Syslinux Yes Partial1 Yes Yes Partial Limited No support for certain file system features.
Can only access the file system it was installed to.
systemd-boot No Yes3 Manual Yes Yes4 Extensible2,5 Can only launch binaries from the ESP it is installed to or from the Extended Boot Loader Partition (XBOOTLDR partition) on the same disk.
Automatically detects unified kernel images placed in esp/EFI/Linux/.

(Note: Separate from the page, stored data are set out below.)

use thiserror::Error;
use url::Url;

use super::models::VerificationJob;
use crate::errors::RequestFailure;

#[derive(Debug, Error)]
pub enum ApiClientError {
    #[error("[E006] Invalid base URL: {0}\n\nSuggestions:\n  • Provide a valid HTTP or HTTPS URL\n  • Example: https://api.etherscan.io/api\n  • Ensure the URL includes the protocol (http:// or https://)")]
    CannotBeBase(Url),

    #[error(transparent)]
    Reqwest(#[from] reqwest::Error),

    #[error(transparent)]
    Failure(#[from] RequestFailure),

    #[error("[E007] Explorer returned an unreadable response from {url}: {source}\n\nSuggestions:\n  • Check that the URL points at the explorer API, not its website\n  • Retry later if the explorer is degraded")]
    Json {
        url: Url,
        #[source]
        source: serde_json::Error,
    },
}

impl ApiClientError {
    pub const fn error_code(&self) -> &'static str {
        match self {
            Self::CannotBeBase(_) => "E006",
            Self::Reqwest(_) => "E999", // Network errors get generic code
            Self::Failure(f) => f.error_code(),
            Self::Json { .. } => "E007",
        }
    }
}

#[derive(Debug, Error)]
pub enum SubmissionError {
    #[error("[E060] Verification submission failed: {0}\n\nSuggestions:\n  • Check your network connection\n  • The submission is not retried automatically, run the command again")]
    Transport(#[from] ApiClientError),

    #[error("[E061] Explorer rejected the verification request: {0}\n\nSuggestions:\n  • Check the contract address and fully-qualified name\n  • Ensure the constructor arguments match the deployment\n  • The contract may already be verified")]
    Rejected(String),

    #[error("[E062] Failed to serialize compiler input: {0}")]
    Encoding(#[from] serde_json::Error),
}

impl SubmissionError {
    pub const fn error_code(&self) -> &'static str {
        match self {
            Self::Transport(_) => "E060",
            Self::Rejected(_) => "E061",
            Self::Encoding(_) => "E062",
        }
    }
}

#[derive(Debug, Error)]
pub enum PollError {
    #[error("[E070] Failed to query verification status: {0}")]
    Transport(#[from] ApiClientError),

    #[error("[E071] Verification failed: {}\n\nSuggestions:\n  • Ensure the compiler version and optimizer settings match the deployment\n  • Verify that the source corresponds to the deployed bytecode\n  • Check the constructor arguments", .0.last_message().unwrap_or("Unknown"))]
    VerificationFailed(VerificationJob),

    #[error("[E072] Timed out waiting for verification of job {} after {} attempts\n\nSuggestions:\n  • The explorer may still finish, check again with the status command\n  • Increase --max-attempts or --interval-ms", .0.job_id(), .0.attempts_made())]
    Timeout(VerificationJob),
}

impl PollError {
    pub const fn error_code(&self) -> &'static str {
        match self {
            Self::Transport(_) => "E070",
            Self::VerificationFailed(_) => "E071",
            Self::Timeout(_) => "E072",
        }
    }

    /// The job in its terminal state, when the explorer got far enough
    /// to report one.
    pub const fn job(&self) -> Option<&VerificationJob> {
        match self {
            Self::Transport(_) => None,
            Self::VerificationFailed(job) | Self::Timeout(job) => Some(job),
        }
    }
}
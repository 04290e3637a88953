use lazy_static::lazy_static;
use regex::Regex;
use std::fmt;
use thiserror::Error;

lazy_static! {
    static ref ADDRESS_REGEX: Result<Regex, regex::Error> = Regex::new(r"^0x[a-fA-F0-9]{40}$");
    static ref QUALIFIED_NAME_REGEX: Result<Regex, regex::Error> =
        Regex::new(r"^[^:\s]+\.sol:[A-Za-z_$][A-Za-z0-9_$]*$");
}

fn compiled(regex: &'static Result<Regex, regex::Error>) -> Result<&'static Regex, ContractError> {
    regex.as_ref().map_err(|err| ContractError::Regex(err.clone()))
}

#[derive(Error, Debug, Clone, PartialEq)]
pub enum ContractError {
    #[error("[E010] '{0}' is not a valid contract address\n\nSuggestions:\n  • Addresses start with 0x followed by 40 hexadecimal digits\n  • Copy the address from the deployment output or explorer page")]
    InvalidAddress(String),

    #[error("[E011] '{0}' is not a fully-qualified contract name\n\nSuggestions:\n  • Use the <path>:<ContractName> format\n  • Example: contracts/Token.sol:Token")]
    InvalidName(String),

    #[error("Contract validation regex error")]
    Regex(#[from] regex::Error),
}

impl ContractError {
    pub const fn error_code(&self) -> &'static str {
        match self {
            Self::InvalidAddress(_) => "E010",
            Self::InvalidName(_) => "E011",
            Self::Regex(_) => "E999",
        }
    }
}

/// Address of a deployed contract, `0x` followed by 40 hex digits.
#[derive(Debug, Clone, PartialEq, Eq, PartialOrd, Ord, Hash)]
pub struct ContractAddress(String);

impl ContractAddress {
    /// # Errors
    ///
    /// Will fail if `raw` isn't "0x" followed by exactly 40 hexadecimal
    /// digits. Surrounding whitespace is ignored.
    pub fn new(raw: &str) -> Result<Self, ContractError> {
        let trimmed = raw.trim();
        if compiled(&ADDRESS_REGEX)?.is_match(trimmed) {
            Ok(Self(trimmed.to_string()))
        } else {
            Err(ContractError::InvalidAddress(raw.to_string()))
        }
    }
}

impl fmt::Display for ContractAddress {
    fn fmt(&self, f: &mut fmt::Formatter) -> fmt::Result {
        write!(f, "{}", self.0)
    }
}

impl AsRef<str> for ContractAddress {
    fn as_ref(&self) -> &str {
        self.0.as_str()
    }
}

/// Fully-qualified contract name in `<path>:<ContractName>` form, as
/// the explorer expects it for standard-JSON submissions.
#[derive(Debug, Clone, PartialEq, Eq)]
pub struct ContractName(String);

impl ContractName {
    /// # Errors
    ///
    /// Will fail unless `raw` is a Solidity source path followed by a
    /// colon and a valid contract identifier.
    pub fn new(raw: &str) -> Result<Self, ContractError> {
        if compiled(&QUALIFIED_NAME_REGEX)?.is_match(raw) {
            Ok(Self(raw.to_string()))
        } else {
            Err(ContractError::InvalidName(raw.to_string()))
        }
    }

    pub fn source_path(&self) -> &str {
        self.0.rsplit_once(':').map_or("", |(path, _)| path)
    }

    pub fn contract(&self) -> &str {
        self.0.rsplit_once(':').map_or("", |(_, name)| name)
    }
}

impl fmt::Display for ContractName {
    fn fmt(&self, f: &mut fmt::Formatter) -> fmt::Result {
        write!(f, "{}", self.0)
    }
}

impl AsRef<str> for ContractName {
    fn as_ref(&self) -> &str {
        self.0.as_str()
    }
}
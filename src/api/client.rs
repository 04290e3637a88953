use log::debug;
use reqwest::{
    blocking::{self, Client, Response},
    StatusCode,
};
use url::Url;

use crate::{config::ApiKey, errors::RequestFailure};

use super::errors::ApiClientError;
use super::models::ExplorerResponse;

/// The two explorer endpoints the verification workflow talks to.
///
/// [`ApiClient`] is the HTTP implementation; tests substitute their own.
pub trait ExplorerApi {
    /// Sends one `verifysourcecode` form, exactly once.
    ///
    /// # Errors
    ///
    /// Will return `Err` on transport failure or an unreadable response.
    fn submit_verification(
        &self,
        form: &[(&'static str, String)],
    ) -> Result<ExplorerResponse, ApiClientError>;

    /// Queries `checkverifystatus` for `guid` once.
    ///
    /// # Errors
    ///
    /// Will return `Err` on transport failure or an unreadable response.
    fn check_verification_status(
        &self,
        guid: &str,
        api_key: &ApiKey,
    ) -> Result<ExplorerResponse, ApiClientError>;
}

#[derive(Clone)]
pub struct ApiClient {
    base: Url,
    client: Client,
}

impl ApiClient {
    /// # Errors
    ///
    /// Fails if provided `Url` cannot be a base.
    pub fn new(base: Url) -> Result<Self, ApiClientError> {
        if base.cannot_be_a_base() {
            Err(ApiClientError::CannotBeBase(base))
        } else {
            Ok(Self {
                base,
                client: blocking::Client::new(),
            })
        }
    }

    pub const fn base(&self) -> &Url {
        &self.base
    }

    fn read_response(url: &Url, response: Response) -> Result<ExplorerResponse, ApiClientError> {
        let status = response.status();
        let response_text = response
            .text()
            .map_err(|e| ApiClientError::Reqwest(e.without_url()))?;
        debug!("Raw API Response: {response_text}");

        if status != StatusCode::OK {
            return Err(ApiClientError::from(RequestFailure::new(
                url.clone(),
                status,
                response_text,
            )));
        }

        let data: ExplorerResponse =
            serde_json::from_str(&response_text).map_err(|source| ApiClientError::Json {
                url: url.clone(),
                source,
            })?;
        debug!(
            "Parsed API Response: status={}, message={:?}, result={:?}",
            data.status, data.message, data.result
        );
        Ok(data)
    }
}

impl ExplorerApi for ApiClient {
    fn submit_verification(
        &self,
        form: &[(&'static str, String)],
    ) -> Result<ExplorerResponse, ApiClientError> {
        let response = self
            .client
            .post(self.base.clone())
            .form(form)
            .send()
            .map_err(ApiClientError::Reqwest)?;

        Self::read_response(&self.base, response)
    }

    fn check_verification_status(
        &self,
        guid: &str,
        api_key: &ApiKey,
    ) -> Result<ExplorerResponse, ApiClientError> {
        let response = self
            .client
            .get(self.base.clone())
            .query(&[
                ("module", "contract"),
                ("action", "checkverifystatus"),
                ("guid", guid),
                ("apikey", api_key.expose()),
            ])
            .send()
            .map_err(|e| ApiClientError::Reqwest(e.without_url()))?;

        // The query carries the API key, errors only mention the base URL.
        Self::read_response(&self.base, response)
    }
}

#[cfg(test)]
mod tests {
    use super::*;

    #[test]
    fn test_rejects_non_base_url() {
        let url = Url::parse("mailto:someone@example.com").unwrap();
        let err = ApiClient::new(url).err().unwrap();
        assert_eq!(err.error_code(), "E006");
    }

    #[test]
    fn test_keeps_base_url() {
        let url = Url::parse("https://api-sepolia.etherscan.io/api").unwrap();
        let client = ApiClient::new(url.clone()).unwrap();
        assert_eq!(client.base(), &url);
    }
}
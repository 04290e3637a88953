use serde::Deserialize;
use serde_json::Value;

use super::types::{JobState, StatusCheck};
use crate::{
    artifact::{normalize_compiler_version, BuildArtifact},
    config::ApiKey,
    constructor::ConstructorArgs,
    contract::{ContractAddress, ContractName},
};

/// `codeformat` value identifying a standard-JSON compiler input.
pub const STANDARD_JSON_CODE_FORMAT: &str = "solidity-standard-json-input";
/// Success marker in the explorer's `status` field.
pub const STATUS_OK: &str = "1";
/// Failure / not-yet marker in the explorer's `status` field.
pub const STATUS_NOTOK: &str = "0";

/// Envelope shared by every explorer contract endpoint.
#[derive(Debug, Clone, Deserialize, PartialEq, Eq)]
pub struct ExplorerResponse {
    pub status: String,
    #[serde(default)]
    pub message: Option<String>,
    #[serde(default)]
    pub result: Option<Value>,
}

impl ExplorerResponse {
    pub fn new(status: impl Into<String>, result: impl Into<String>) -> Self {
        Self {
            status: status.into(),
            message: None,
            result: Some(Value::String(result.into())),
        }
    }

    pub fn is_ok(&self) -> bool {
        self.status == STATUS_OK
    }

    /// The `result` field as text; `None` when absent, null or empty.
    pub fn result_text(&self) -> Option<String> {
        match self.result.as_ref()? {
            Value::Null => None,
            Value::String(s) if s.is_empty() => None,
            Value::String(s) => Some(s.clone()),
            other => Some(other.to_string()),
        }
    }
}

#[derive(Debug, Clone, PartialEq, Eq)]
pub struct VerificationJob {
    job_id: String,
    state: JobState,
    attempts_made: u32,
    last_message: Option<String>,
}

impl VerificationJob {
    /// A freshly submitted job, not yet polled.
    pub fn new(job_id: impl Into<String>) -> Self {
        Self {
            job_id: job_id.into(),
            state: JobState::Submitted,
            attempts_made: 0,
            last_message: None,
        }
    }

    /// A job observed through a single status query.
    pub fn from_check(job_id: impl Into<String>, check: &StatusCheck) -> Self {
        let mut job = Self::new(job_id);
        job.begin_attempt();
        job.transition(check.state(), check.message());
        job
    }

    pub fn job_id(&self) -> &str {
        &self.job_id
    }

    pub const fn state(&self) -> JobState {
        self.state
    }

    pub const fn attempts_made(&self) -> u32 {
        self.attempts_made
    }

    pub fn last_message(&self) -> Option<&str> {
        self.last_message.as_deref()
    }

    pub const fn is_terminal(&self) -> bool {
        self.state.is_terminal()
    }

    pub(crate) fn begin_attempt(&mut self) {
        self.attempts_made += 1;
    }

    pub(crate) fn transition(&mut self, state: JobState, message: impl Into<String>) {
        self.state = state;
        self.last_message = Some(message.into());
    }

    pub(crate) fn time_out(&mut self) {
        self.state = JobState::TimedOut;
    }
}

/// Everything the explorer needs to recompile and compare one deployed
/// contract.
#[derive(Debug, Clone, PartialEq)]
pub struct VerificationRequest {
    pub address: ContractAddress,
    pub contract_name: ContractName,
    pub constructor_args: ConstructorArgs,
    pub source_code: String,
    pub compiler_version: String,
    pub optimization_used: bool,
    pub runs: String,
    pub evm_version: Option<String>,
}

impl VerificationRequest {
    /// # Errors
    ///
    /// Fails only if the artifact's compiler input can't be serialized.
    pub fn new(
        artifact: &BuildArtifact,
        address: ContractAddress,
        contract_name: ContractName,
        constructor_args: ConstructorArgs,
    ) -> Result<Self, serde_json::Error> {
        Ok(Self {
            address,
            contract_name,
            constructor_args,
            source_code: artifact.source_code()?,
            compiler_version: normalize_compiler_version(artifact.compiler_version()),
            optimization_used: artifact.optimizer_enabled(),
            runs: artifact.optimizer_runs().to_string(),
            evm_version: artifact.evm_version().map(str::to_string),
        })
    }

    /// Form fields for the `verifysourcecode` action, in submission
    /// order.
    pub fn form_fields(&self, api_key: &ApiKey) -> Vec<(&'static str, String)> {
        let args = self.constructor_args.as_hex().to_string();
        let mut fields = vec![
            ("module", "contract".to_string()),
            ("action", "verifysourcecode".to_string()),
            ("apikey", api_key.expose().to_string()),
            ("contractaddress", self.address.to_string()),
            ("contractname", self.contract_name.to_string()),
            ("codeformat", STANDARD_JSON_CODE_FORMAT.to_string()),
            ("sourceCode", self.source_code.clone()),
            // Misspelling is part of the explorer API.
            ("constructorArguements", args.clone()),
            ("constructorArgs", args),
            ("compilerversion", normalize_compiler_version(&self.compiler_version)),
            ("optimizationUsed", optimization_flag(self.optimization_used)),
            ("runs", self.runs.clone()),
        ];
        if let Some(evm_version) = &self.evm_version {
            fields.push(("evmVersion", evm_version.clone()));
        }
        fields
    }
}

fn optimization_flag(enabled: bool) -> String {
    let flag = if enabled { "1" } else { "0" };
    flag.to_string()
}
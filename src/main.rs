mod args;
mod progress;

use crate::args::{AddressArgs, Args, Commands, StatusArgs, VerifyArgs};
use crate::progress::ApiProgress;

use clap::Parser;
use std::process::ExitCode;
use verifier::{
    api::{
        ApiClient, PollConfig, PollError, StatusCheck, SubmissionError, VerificationJob,
        VerificationRequest,
    },
    artifact::BuildArtifact,
    config::ApiKey,
    contract::{ContractAddress, ContractError},
    deployment::{read_deployed_address, DeploymentError},
    errors::{VerifyError, EXIT_FAILURE, EXIT_SUCCESS},
    verification::VerificationClient,
};

fn main() -> ExitCode {
    let args = match Args::try_parse() {
        Ok(args) => args,
        Err(err) => {
            let _ = err.print();
            // clap uses 2 for usage errors, which is reserved for timeouts
            return if err.use_stderr() {
                ExitCode::from(EXIT_FAILURE)
            } else {
                ExitCode::from(EXIT_SUCCESS)
            };
        }
    };

    env_logger::Builder::from_env(env_logger::Env::default().default_filter_or("warn")).init();

    let result = match &args.command {
        Commands::Verify(args) => verify(args),
        Commands::Status(args) => status(args),
        Commands::Address(args) => address(args),
    };

    match result {
        Ok(()) => ExitCode::from(EXIT_SUCCESS),
        Err(err) => {
            eprintln!("Error: {err}");
            ExitCode::from(err.exit_code())
        }
    }
}

fn api_key(raw: Option<&str>) -> Result<ApiKey, VerifyError> {
    Ok(ApiKey::new(raw.unwrap_or_default())?)
}

fn target_address(args: &VerifyArgs) -> Result<ContractAddress, VerifyError> {
    match (&args.target.address, &args.target.deployment) {
        (Some(address), _) => Ok(address.clone()),
        (None, Some(path)) => Ok(read_deployed_address(path)?),
        (None, None) => Err(ContractError::InvalidAddress(String::new()).into()),
    }
}

fn verify(args: &VerifyArgs) -> Result<(), VerifyError> {
    let api_key = api_key(args.api_key.as_deref())?;
    let artifact = BuildArtifact::load(&args.artifact)?;
    let address = target_address(args)?;

    let request = VerificationRequest::new(
        &artifact,
        address,
        args.contract_name.clone(),
        args.constructor_args(),
    )
    .map_err(SubmissionError::from)?;

    if args.dry_run {
        print_dry_run(&request, &api_key);
        return Ok(());
    }

    let client = VerificationClient::new(ApiClient::new(args.network_url.url.clone())?)
        .with_poll_config(PollConfig::new(args.max_attempts, args.interval_ms));

    println!(
        "Submitting {} at {} to {}",
        request.contract_name, request.address, args.network_url.url
    );
    let upload = ApiProgress::new_upload();
    let submitted = client.submit(&request, &api_key);
    upload.finish_and_clear();
    let job_id = submitted?;
    println!("Submission GUID: {job_id}");

    let polling = ApiProgress::new_polling();
    let max_attempts = client.poll_config().max_attempts;
    let outcome = client.poll_with(&job_id, &api_key, |job| {
        polling.set_message(&format!(
            "Pending ({}/{max_attempts}): {}",
            job.attempts_made(),
            job.last_message().unwrap_or("Unknown")
        ));
    });
    polling.finish_and_clear();

    let job = outcome?;
    println!("Verified: {}", job.last_message().unwrap_or("Unknown"));
    Ok(())
}

fn print_dry_run(request: &VerificationRequest, api_key: &ApiKey) {
    println!("Dry run, nothing was submitted. Form fields:");
    for (name, value) in request.form_fields(api_key) {
        match name {
            "apikey" => println!("  {name}: ***"),
            "sourceCode" => println!("  {name}: <{} bytes of standard-JSON input>", value.len()),
            _ => println!("  {name}: {value}"),
        }
    }
}

fn status(args: &StatusArgs) -> Result<(), VerifyError> {
    let api_key = api_key(args.api_key.as_deref())?;
    let client = VerificationClient::new(ApiClient::new(args.network_url.url.clone())?);

    let check = client.check_status(&args.guid, &api_key)?;
    println!("Job {}: {} ({})", args.guid, check.state(), check.message());

    match check {
        StatusCheck::Failed(_) => Err(PollError::VerificationFailed(
            VerificationJob::from_check(&args.guid, &check),
        )
        .into()),
        StatusCheck::Verified(_) | StatusCheck::Pending(_) => Ok(()),
    }
}

fn address(args: &AddressArgs) -> Result<(), VerifyError> {
    let path = args.artifact_path().ok_or(DeploymentError::NoArtifact)?;
    let address = read_deployed_address(&path)?;
    println!("{address}");
    Ok(())
}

GRUB Legacy Yes No Yes No Yes Limited Discontinued in favor of GRUB.
LILO Yes No Yes Partial Yes Limited Discontinued due to limitations (e.g. with Btrfs, GPT, RAID, encryption).
  1. While the binary can be signed for Secure Boot, it does no following verification, thus breaking the chain of trust.
  2. File system support is inherited from the firmware. The UEFI specification mandates support for the FAT12, FAT16 and FAT32 file systems[2], but vendors can optionally add support for additional file systems; for example, the firmware in Apple Macs supports the HFS+ file system. If the firmware provides an interface for loading UEFI drivers on startup, then support for additional file systems can be added by loading (independently acquired) file system drivers.
  3. Supports mixed mode booting. I.e. it can boot a 64-bit x86_64 Linux kernel on 32-bit IA32 UEFI.
  4. A boot manager. It can only launch other EFI applications, for example, Linux kernel images built with CONFIG_EFI_STUB=y and Windows Boot Manager (bootmgfw.efi).
  5. Supports loading UEFI file system drivers.